Every organization needs some form of centralized storage, whether it is in the form of a single server with disks and file shares, or a large storage array for virtual machines.
Throughout the years I have worked with various solutions, from hodgepodge servers with "JBOD" and file shares to powerful storage appliances that deliver high-end performance across many different levels of storage (60TB+) and multiple protocols (NFS,CIFS,iSCSI,FC).
The biggest challenge with storage is performance monitoring and capacity planning. With performance, it is an art and a science in its own right, with so many variables and application or server profiles to keep in consideration (by that I mean: CIFS has a different usage pattern than SQL). For capacity monitoring, having the right tools that integrates with your system management platform is essential to predicting usage patterns and future growth requirements.
Surprisingly, it's difficult to find systems that report on file system usage that are not specific to Windows or Linux, so for example if you have a NetApp filer as your fileserver, you will have a hard time finding software that works efficiently and provides any useful data. To this end, with the help of our DBA, I developed a script which scanned the CIFS file systems, and dumped file ownership, size and timestamp information to a text file, which the DBA took and placed into a database which the SQL Reporting Services transformed into a very useful reporting site that you could use to show worst offenders, highest rate of change by user, or folder, and general file type statistics (ex: MP3 and AVI information). This is an example of a team working together to find a solution to an ongoing problem where there is no solution that meets our needs.

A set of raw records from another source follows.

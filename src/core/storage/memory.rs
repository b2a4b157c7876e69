//! In-memory store for tests and throwaway sessions.

use std::collections::HashMap;

use async_trait::async_trait;
use parking_lot::Mutex;

use super::{Exchange, Result, Store, StoreError};
use crate::core::message::Message;

#[derive(Debug, Default)]
struct Collections {
    messages: Vec<Message>,
    metadata: HashMap<String, String>,
}

/// Store that lives only as long as the process.
///
/// One lock covers both collections, so every operation is atomic.
#[derive(Debug)]
pub struct MemoryStore {
    inner: Mutex<Option<Collections>>,
}

impl Default for MemoryStore {
    fn default() -> Self {
        Self::new()
    }
}

impl MemoryStore {
    /// Create an open, empty store.
    #[must_use]
    pub fn new() -> Self {
        Self {
            inner: Mutex::new(Some(Collections::default())),
        }
    }

    /// Drop all contents and refuse further writes.
    pub fn close(&self) {
        *self.inner.lock() = None;
    }

    fn write<T>(&self, f: impl FnOnce(&mut Collections) -> T) -> Result<T> {
        let mut guard = self.inner.lock();
        let collections = guard
            .as_mut()
            .ok_or_else(|| StoreError::Unavailable("memory store is closed".to_string()))?;
        Ok(f(collections))
    }
}

#[async_trait]
impl Store for MemoryStore {
    fn name(&self) -> &'static str {
        "memory"
    }

    fn is_open(&self) -> bool {
        self.inner.lock().is_some()
    }

    async fn append(&self, message: Message) -> Result<()> {
        self.write(|c| c.messages.push(message))
    }

    async fn all_messages(&self) -> Result<Vec<Message>> {
        Ok(self
            .inner
            .lock()
            .as_ref()
            .map(|c| c.messages.clone())
            .unwrap_or_default())
    }

    async fn set_metadata(&self, key: &str, value: &str) -> Result<()> {
        self.write(|c| {
            c.metadata.insert(key.to_string(), value.to_string());
        })
    }

    async fn get_metadata(&self, key: &str) -> Result<Option<String>> {
        Ok(self
            .inner
            .lock()
            .as_ref()
            .and_then(|c| c.metadata.get(key).cloned()))
    }

    async fn record_exchange(&self, exchange: Exchange) -> Result<()> {
        self.write(|c| {
            if let Some(thread_id) = exchange.thread_id {
                c.metadata.insert(super::THREAD_ID_KEY.to_string(), thread_id);
            }
            c.messages.push(exchange.user);
            c.messages.push(exchange.reply);
        })
    }

    async fn reset(&self) -> Result<()> {
        self.write(|c| {
            c.messages.clear();
            c.metadata.clear();
        })
    }
}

Although I was "trained" as a network engineer, I have spent some time as a developer as well. While at NetNanny software, I was employed as a developer on the BioPassword product, which uses Keystroke Dynamics to determine a higher level of identity verification than just regular passwords, without requiring any specialized hardware. I was primarily responsible for converting the BioPassword windows product to a platform-independent set of libraries that would be usable in a UNIX/Linux environment.
Scripting has always been a part of my day to day activities as an administrator; whether it's using Perl, BASH, KSH, or newer PowerShell environments, the motivation is the same: "If I have to do it more than twice, script it". My primary scripting strengths are in Linux Shells (e.g.: BASH), and PowerShell.
My other development efforts in the past few years revolve around the typical LAMP stack, so utilizing Linux, Apache, MySQL and PHP. This stack offers an incredibly quick development environment, making the cycle from idea to prototype to final product incredibly easy. In addition to the back-end languages, I also enjoy working with HTML, CSS and JavaScript, and all the frameworks and fascinating things you can do with them.
In addition to all of the above, I have been the primary person responsible for Active Directory, E-Mail (Microsoft Exchange as well as Postfix/Sendmail on UNIX servers), certificate authority services, general server administration, infrastructure projects involving any of the above topics, and vendor relationships.
As for Project Management, I have applied myself with many projects that required several team members, other business units, vendor coordination and scheduling management. I have seen each of these projects through from inception to completion, with a high rate of user, stakeholder and vendor satisfaction. Each project undertaken required managing scope, budgets and schedules, as well as expectations from all those involved.